2e Player's Option had a mixed response, I wouldn't say it was received poorly by the community as a whole.
In the late 90's, when I was first starting to play, almost every group I played with used Player's Option rules.
There were definitely groups that didn't, and some people who felt very strong about it, but those rules were definitely not rejected widely.
In fact, a lot of 3e could see its roots in the 2e player's option materials. 3e's combat system has its roots in the 2e Player's Option: Combat and Tactics. Feats trace to a number of NWP's from High Level Campaigns, Combat and Tactics, and Spells and Magic that did more than simply giving a normal "skill" like other NWP's did.

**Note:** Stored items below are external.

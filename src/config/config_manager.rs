// ==========================================
// 集装箱堆场排位系统 - 配置管理器
// ==========================================
// 职责: 模拟参数/堆场拓扑的加载、覆写、快照
// 存储: config_kv 表 (key-value + scope)
// ==========================================

use crate::config::error::{ConfigError, ConfigResult};
use crate::config::simulation_config::{RateModel, SimulationConfig};
use crate::db::{init_schema, open_sqlite_connection};
use crate::domain::types::StaticSlotOrder;
use crate::domain::yard::YardLayout;
use rusqlite::{params, Connection};
use std::collections::BTreeMap;
use std::str::FromStr;
use std::sync::{Arc, Mutex};

// ==========================================
// ConfigManager - 配置管理器
// ==========================================
pub struct ConfigManager {
    conn: Arc<Mutex<Connection>>,
}

impl ConfigManager {
    /// 创建新的 ConfigManager 实例
    ///
    /// # 参数
    /// - db_path: 数据库文件路径
    pub fn new(db_path: &str) -> ConfigResult<Self> {
        let conn = open_sqlite_connection(db_path)?;
        init_schema(&conn)?;

        Ok(Self {
            conn: Arc::new(Mutex::new(conn)),
        })
    }

    /// 从已有连接创建 ConfigManager（建表幂等）
    pub fn from_connection(conn: Arc<Mutex<Connection>>) -> ConfigResult<Self> {
        {
            let guard = conn.lock().map_err(|e| ConfigError::LockError(e.to_string()))?;
            init_schema(&guard)?;
        }

        Ok(Self { conn })
    }

    /// 从 config_kv 表读取配置值（scope_id='global'）
    ///
    /// # 返回
    /// - Some(String): 配置值
    /// - None: 配置不存在
    pub fn get_config_value(&self, key: &str) -> ConfigResult<Option<String>> {
        let conn = self.conn.lock().map_err(|e| ConfigError::LockError(e.to_string()))?;

        let result = conn.query_row(
            "SELECT value FROM config_kv WHERE scope_id = 'global' AND key = ?1",
            params![key],
            |row| row.get::<_, String>(0),
        );

        match result {
            Ok(value) => Ok(Some(value)),
            Err(rusqlite::Error::QueryReturnedNoRows) => Ok(None),
            Err(e) => Err(ConfigError::ConfigReadError {
                key: key.to_string(),
                message: e.to_string(),
            }),
        }
    }

    /// 写入配置值（UPSERT）
    pub fn set_config_value(&self, key: &str, value: &str) -> ConfigResult<()> {
        let conn = self.conn.lock().map_err(|e| ConfigError::LockError(e.to_string()))?;
        conn.execute(
            "INSERT INTO config_kv (scope_id, key, value) VALUES ('global', ?1, ?2)
             ON CONFLICT(scope_id, key) DO UPDATE SET value = ?2",
            params![key, value],
        )?;
        Ok(())
    }

    /// 获取所有 global 覆写的快照（JSON格式）
    pub fn get_config_snapshot(&self) -> ConfigResult<String> {
        let conn = self.conn.lock().map_err(|e| ConfigError::LockError(e.to_string()))?;

        let mut stmt =
            conn.prepare("SELECT key, value FROM config_kv WHERE scope_id = 'global' ORDER BY key")?;
        let rows = stmt.query_map([], |row| Ok((row.get::<_, String>(0)?, row.get::<_, String>(1)?)))?;

        let mut config_map: BTreeMap<String, String> = BTreeMap::new();
        for row in rows {
            let (key, value) = row?;
            config_map.insert(key, value);
        }

        Ok(serde_json::to_string(&config_map)?)
    }

    // ==========================================
    // 模拟参数
    // ==========================================

    /// 加载模拟参数（缺失键使用默认值）
    pub fn load_simulation_config(&self) -> ConfigResult<SimulationConfig> {
        let mut config = SimulationConfig::default();

        if let Some(v) = self.parse_value::<i64>(config_keys::RECEIVING_DAYS)? {
            config.receiving_days = v;
        }
        if let Some(v) = self.parse_value::<i64>(config_keys::SIMULATION_TAIL_DAYS)? {
            config.simulation_tail_days = v;
        }
        if let Some(v) = self.parse_value::<i64>(config_keys::CLASH_MARGIN_DAYS)? {
            config.clash_margin_days = v;
        }
        if let Some(v) = self.parse_value::<f64>(config_keys::CRANES_PER_VESSEL)? {
            config.cranes_per_vessel = v;
        }
        if let Some(v) = self.parse_value::<f64>(config_keys::MOVES_PER_CRANE_PER_HOUR)? {
            config.moves_per_crane_per_hour = v;
        }
        if let Some(v) = self.parse_value::<u32>(config_keys::SMALL_VESSEL_THRESHOLD)? {
            config.small_vessel_threshold = v;
        }
        if let Some(v) = self.parse_value::<u32>(config_keys::MEDIUM_VESSEL_THRESHOLD)? {
            config.medium_vessel_threshold = v;
        }
        if let Some(v) = self.parse_value::<StaticSlotOrder>(config_keys::STATIC_SLOT_ORDER)? {
            config.static_slot_order = v;
        }
        if let Some(raw) = self.get_config_value(config_keys::RATE_MODEL)? {
            config.rate_model = serde_json::from_str::<RateModel>(&raw).map_err(|e| {
                ConfigError::ConfigValueError {
                    key: config_keys::RATE_MODEL.to_string(),
                    value: raw.clone(),
                    message: e.to_string(),
                }
            })?;
        }

        tracing::debug!(?config, "模拟参数加载完成");
        Ok(config)
    }

    /// 保存模拟参数（全部键覆写）
    pub fn save_simulation_config(&self, config: &SimulationConfig) -> ConfigResult<()> {
        self.set_config_value(config_keys::RECEIVING_DAYS, &config.receiving_days.to_string())?;
        self.set_config_value(
            config_keys::SIMULATION_TAIL_DAYS,
            &config.simulation_tail_days.to_string(),
        )?;
        self.set_config_value(config_keys::CLASH_MARGIN_DAYS, &config.clash_margin_days.to_string())?;
        self.set_config_value(config_keys::CRANES_PER_VESSEL, &config.cranes_per_vessel.to_string())?;
        self.set_config_value(
            config_keys::MOVES_PER_CRANE_PER_HOUR,
            &config.moves_per_crane_per_hour.to_string(),
        )?;
        self.set_config_value(
            config_keys::SMALL_VESSEL_THRESHOLD,
            &config.small_vessel_threshold.to_string(),
        )?;
        self.set_config_value(
            config_keys::MEDIUM_VESSEL_THRESHOLD,
            &config.medium_vessel_threshold.to_string(),
        )?;
        self.set_config_value(config_keys::STATIC_SLOT_ORDER, config.static_slot_order.as_str())?;
        self.set_config_value(config_keys::RATE_MODEL, &serde_json::to_string(&config.rate_model)?)?;
        Ok(())
    }

    // ==========================================
    // 堆场拓扑
    // ==========================================

    /// 加载堆场拓扑（未配置时使用默认码头堆场）
    pub fn load_yard_layout(&self) -> ConfigResult<YardLayout> {
        match self.get_config_value(config_keys::YARD_LAYOUT)? {
            None => Ok(YardLayout::default_terminal()),
            Some(raw) => serde_json::from_str::<YardLayout>(&raw).map_err(|e| {
                ConfigError::ConfigValueError {
                    key: config_keys::YARD_LAYOUT.to_string(),
                    value: raw.clone(),
                    message: e.to_string(),
                }
            }),
        }
    }

    pub fn save_yard_layout(&self, layout: &YardLayout) -> ConfigResult<()> {
        self.set_config_value(config_keys::YARD_LAYOUT, &serde_json::to_string(layout)?)
    }

    // ==========================================
    // 辅助方法
    // ==========================================

    fn parse_value<T>(&self, key: &str) -> ConfigResult<Option<T>>
    where
        T: FromStr,
        T::Err: std::fmt::Display,
    {
        match self.get_config_value(key)? {
            None => Ok(None),
            Some(raw) => raw
                .trim()
                .parse::<T>()
                .map(Some)
                .map_err(|e| ConfigError::ConfigValueError {
                    key: key.to_string(),
                    value: raw.clone(),
                    message: e.to_string(),
                }),
        }
    }
}

// ==========================================
// 配置键常量
// ==========================================
pub mod config_keys {
    // 时间窗口
    pub const RECEIVING_DAYS: &str = "receiving_days";
    pub const SIMULATION_TAIL_DAYS: &str = "simulation_tail_days";

    // 冲突规则
    pub const CLASH_MARGIN_DAYS: &str = "clash_margin_days";

    // 装船效率
    pub const CRANES_PER_VESSEL: &str = "cranes_per_vessel";
    pub const MOVES_PER_CRANE_PER_HOUR: &str = "moves_per_crane_per_hour";

    // 簇划分
    pub const SMALL_VESSEL_THRESHOLD: &str = "small_vessel_threshold";
    pub const MEDIUM_VESSEL_THRESHOLD: &str = "medium_vessel_threshold";

    // 模式
    pub const RATE_MODEL: &str = "rate_model";               // 收箱速率 (JSON)
    pub const STATIC_SLOT_ORDER: &str = "static_slot_order"; // flat / berth_preference

    // 堆场拓扑
    pub const YARD_LAYOUT: &str = "yard_layout";             // 箱区列表 (JSON)
}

Yes, they could be min-maxed like crazy, but 2e could be just plain brutal with DM's on the other side as well, and more than once I saw a DM just flat out say No to an ridiculous powergaming build (the most obvious one I saw get hit with a DM veto was to take a Cleric, trade in most of the spell spheres for fighter weapons and THAC0 and various other abilities, and get a character that could still heal and have some spells like a Cleric, but could do everything a Fighter could do and some stuff from other classes too maybe, like Wizard Evocation spells for attack magic like Fireball and Lightning Bolt). Gonzo powergaming, ludicrous min-maxing, and petty rules lawyering and negotiation by both players and DM's seemed a hallmark of AD&D 2e that thankfully was greatly reduced in the 3.x era (certainly not abolished, but the min-maxing and rules lawyering I saw in 3.x was small potatoes compared to 2e min-maxing I saw happening only a few years before).